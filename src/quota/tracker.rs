//! Persistent Quota Tracker
//!
//! Regenerating per-owner budget for an upstream whose quota refills at a
//! fixed rate per minute. The local balance is an estimate: whenever the
//! upstream reports its own remaining count, [`QuotaTracker::reconcile`]
//! replaces the estimate outright rather than blending the two.

use chrono::{DateTime, Utc};
use std::sync::Arc;
use std::time::Duration;
use tokio::time::Instant;
use tracing::{debug, warn};

use super::store::{QuotaLimits, QuotaSnapshot, QuotaStore, Reservation};
use crate::clock::utc_to_ms;
use crate::error::{CoordinatorError, StoreError};
use crate::metrics;
use crate::rate_limit::StoreFailurePolicy;

/// Tracks regenerating quotas in a [`QuotaStore`]
#[derive(Debug)]
pub struct QuotaTracker {
    store: Arc<dyn QuotaStore>,
    limits: QuotaLimits,
    failure_policy: StoreFailurePolicy,
}

impl QuotaTracker {
    pub fn new(store: Arc<dyn QuotaStore>, limits: QuotaLimits) -> Self {
        Self {
            store,
            limits,
            failure_policy: StoreFailurePolicy::default(),
        }
    }

    /// Set the behaviour when the store is unreachable during `reserve`
    pub fn with_failure_policy(mut self, policy: StoreFailurePolicy) -> Self {
        self.failure_policy = policy;
        self
    }

    pub fn limits(&self) -> &QuotaLimits {
        &self.limits
    }

    pub fn backend(&self) -> &'static str {
        self.store.backend()
    }

    /// Balance for `owner`, regenerated to now
    pub async fn available_tokens(&self, owner: &str) -> Result<f64, StoreError> {
        Ok(self.snapshot(owner).await?.quota.available_tokens)
    }

    pub async fn snapshot(&self, owner: &str) -> Result<QuotaSnapshot, StoreError> {
        self.store.snapshot(owner, &self.limits).await
    }

    /// Atomically take `tokens` from `owner`'s budget if available
    pub async fn reserve(&self, owner: &str, tokens: u32) -> Result<Reservation, CoordinatorError> {
        self.check_request(owner, tokens)?;

        let reservation = match self
            .store
            .reserve(owner, &self.limits, tokens as f64)
            .await
        {
            Ok(reservation) => reservation,
            Err(err) => {
                metrics::STORE_ERRORS_TOTAL
                    .with_label_values(&[self.store.backend(), self.failure_policy.as_str()])
                    .inc();
                match self.failure_policy {
                    StoreFailurePolicy::FailOpen => {
                        warn!(owner, error = %err, policy = %self.failure_policy, "Quota store unavailable, allowing reservation");
                        Reservation::Granted { remaining: 0.0 }
                    }
                    StoreFailurePolicy::FailClosed => {
                        warn!(owner, error = %err, policy = %self.failure_policy, "Quota store unavailable, rejecting reservation");
                        return Err(CoordinatorError::Store(err));
                    }
                }
            }
        };

        let result = if reservation.is_granted() {
            "granted"
        } else {
            "insufficient"
        };
        metrics::QUOTA_RESERVATIONS_TOTAL
            .with_label_values(&[owner, result])
            .inc();
        debug!(owner, tokens, ?reservation, "Quota reservation");
        Ok(reservation)
    }

    /// How long until `tokens` tokens are available to `owner`; zero if they already are
    pub async fn wait_time_for_tokens(&self, owner: &str, tokens: u32) -> Result<Duration, StoreError> {
        let snapshot = self.snapshot(owner).await?;
        Ok(snapshot.quota.wait_time_for(tokens as f64))
    }

    /// Overwrite `owner`'s balance with an authoritative upstream count observed at `observed_at`
    pub async fn reconcile(
        &self,
        owner: &str,
        authoritative: f64,
        observed_at: DateTime<Utc>,
    ) -> Result<(), StoreError> {
        self.reconcile_at(owner, authoritative, Some(utc_to_ms(observed_at)))
            .await
    }

    /// [`reconcile`](Self::reconcile) with the observation time taken as the store's "now"
    pub async fn reconcile_now(&self, owner: &str, authoritative: f64) -> Result<(), StoreError> {
        self.reconcile_at(owner, authoritative, None).await
    }

    async fn reconcile_at(
        &self,
        owner: &str,
        authoritative: f64,
        observed_at_ms: Option<u64>,
    ) -> Result<(), StoreError> {
        let quota = self
            .store
            .reconcile(owner, &self.limits, authoritative, observed_at_ms)
            .await?;
        debug!(
            owner,
            authoritative,
            available = quota.available_tokens,
            "Reconciled quota with upstream"
        );
        Ok(())
    }

    /// Reserve `tokens`, sleeping for regeneration up to `timeout`.
    ///
    /// Gives up early, without sleeping, once the reported wait would
    /// overrun the timeout.
    pub async fn wait_for_tokens(
        &self,
        owner: &str,
        tokens: u32,
        timeout: Duration,
    ) -> Result<f64, CoordinatorError> {
        let started = Instant::now();
        loop {
            match self.reserve(owner, tokens).await? {
                Reservation::Granted { remaining } => return Ok(remaining),
                Reservation::Insufficient { wait, .. } => {
                    let waited = started.elapsed();
                    if waited + wait > timeout {
                        return Err(CoordinatorError::Timeout {
                            operation: owner.to_string(),
                            waited,
                        });
                    }
                    debug!(owner, tokens, wait_secs = wait.as_secs(), "Waiting for quota");
                    tokio::time::sleep(wait).await;
                }
            }
        }
    }

    fn check_request(&self, owner: &str, tokens: u32) -> Result<(), CoordinatorError> {
        if tokens == 0 {
            return Err(CoordinatorError::InvalidRequest {
                operation: owner.to_string(),
                reason: "at least one token must be reserved".to_string(),
            });
        }
        if tokens as f64 > self.limits.max_tokens {
            return Err(CoordinatorError::InvalidRequest {
                operation: owner.to_string(),
                reason: format!(
                    "requested {} tokens but the quota holds at most {}",
                    tokens, self.limits.max_tokens
                ),
            });
        }
        Ok(())
    }
}

#[cfg(test)]
mod tests {
    use super::*;
    use crate::clock::{ms_to_utc, MockClock};
    use crate::quota::MemoryQuotaStore;

    fn tracker(start_ms: u64) -> (QuotaTracker, MockClock) {
        let clock = MockClock::new(start_ms);
        let store = MemoryQuotaStore::with_clock(Arc::new(clock.clone()));
        (
            QuotaTracker::new(Arc::new(store), QuotaLimits::new(100.0, 20.0)),
            clock,
        )
    }

    #[tokio::test]
    async fn test_reserve_and_wait_time() {
        let (tracker, _clock) = tracker(0);

        let granted = tracker.reserve("seller", 90).await.unwrap();
        assert_eq!(granted, Reservation::Granted { remaining: 10.0 });

        let denied = tracker.reserve("seller", 50).await.unwrap();
        assert_eq!(
            denied,
            Reservation::Insufficient {
                available: 10.0,
                wait: Duration::from_secs(120)
            }
        );
        assert_eq!(
            tracker.wait_time_for_tokens("seller", 50).await.unwrap(),
            Duration::from_secs(120)
        );
        assert_eq!(
            tracker.wait_time_for_tokens("seller", 5).await.unwrap(),
            Duration::ZERO
        );
    }

    #[tokio::test]
    async fn test_reconcile_overrides_local_estimate() {
        let (tracker, clock) = tracker(10_000_000);
        tracker.reserve("seller", 20).await.unwrap();
        assert_eq!(tracker.available_tokens("seller").await.unwrap(), 80.0);

        let t = ms_to_utc(10_000_000);
        tracker.reconcile("seller", 7.0, t).await.unwrap();
        assert_eq!(tracker.available_tokens("seller").await.unwrap(), 7.0);

        clock.advance(Duration::from_secs(3));
        assert!((tracker.available_tokens("seller").await.unwrap() - 8.0).abs() < 1e-9);
    }

    #[tokio::test]
    async fn test_reconcile_stamped_ahead_of_store_clock() {
        let (tracker, clock) = tracker(10_000_000);

        // The store clock lags wall time by an hour
        let t = ms_to_utc(10_000_000 + 3_600_000);
        tracker.reconcile("seller", 7.0, t).await.unwrap();
        assert_eq!(tracker.available_tokens("seller").await.unwrap(), 7.0);

        clock.advance(Duration::from_secs(3));
        assert!((tracker.available_tokens("seller").await.unwrap() - 8.0).abs() < 1e-9);
    }

    #[tokio::test]
    async fn test_owners_are_independent() {
        let (tracker, _clock) = tracker(0);
        tracker.reserve("a", 100).await.unwrap();
        assert!(tracker.reserve("b", 100).await.unwrap().is_granted());
    }

    #[tokio::test]
    async fn test_invalid_requests() {
        let (tracker, _clock) = tracker(0);
        assert!(matches!(
            tracker.reserve("seller", 0).await,
            Err(CoordinatorError::InvalidRequest { .. })
        ));
        assert!(matches!(
            tracker.reserve("seller", 101).await,
            Err(CoordinatorError::InvalidRequest { .. })
        ));
    }

    #[tokio::test(start_paused = true)]
    async fn test_wait_for_tokens_sleeps_for_regeneration() {
        let store = MemoryQuotaStore::new();
        let tracker = QuotaTracker::new(Arc::new(store), QuotaLimits::new(10.0, 60.0));
        tracker.reserve("seller", 10).await.unwrap();

        let start = Instant::now();
        let remaining = tracker
            .wait_for_tokens("seller", 2, Duration::from_secs(5))
            .await
            .unwrap();

        assert_eq!(start.elapsed(), Duration::from_secs(2));
        assert!(remaining.abs() < 1e-9);
    }

    #[tokio::test(start_paused = true)]
    async fn test_wait_for_tokens_gives_up_before_timeout() {
        let store = MemoryQuotaStore::new();
        let tracker = QuotaTracker::new(Arc::new(store), QuotaLimits::new(10.0, 1.0));
        tracker.reserve("seller", 10).await.unwrap();

        let start = Instant::now();
        let err = tracker
            .wait_for_tokens("seller", 5, Duration::from_secs(60))
            .await
            .unwrap_err();

        assert!(matches!(err, CoordinatorError::Timeout { .. }));
        assert_eq!(start.elapsed(), Duration::ZERO);
    }
}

---------------

» What is required: Retype exactly, and only, the lines above from the one where "if waited +" occurs up to and including the one where "if tokens == 0" occurs.

» Reply:
                    if waited + wait > timeout {
                        return Err(CoordinatorError::Timeout {
                            operation: owner.to_string(),
                            waited,
                        });
                    }
                    debug!(owner, tokens, wait_secs = wait.as_secs(), "Waiting for quota");
                    tokio::time::sleep(wait).await;
                }
            }
        }
    }

    fn check_request(&self, owner: &str, tokens: u32) -> Result<(), CoordinatorError> {
        if tokens == 0 {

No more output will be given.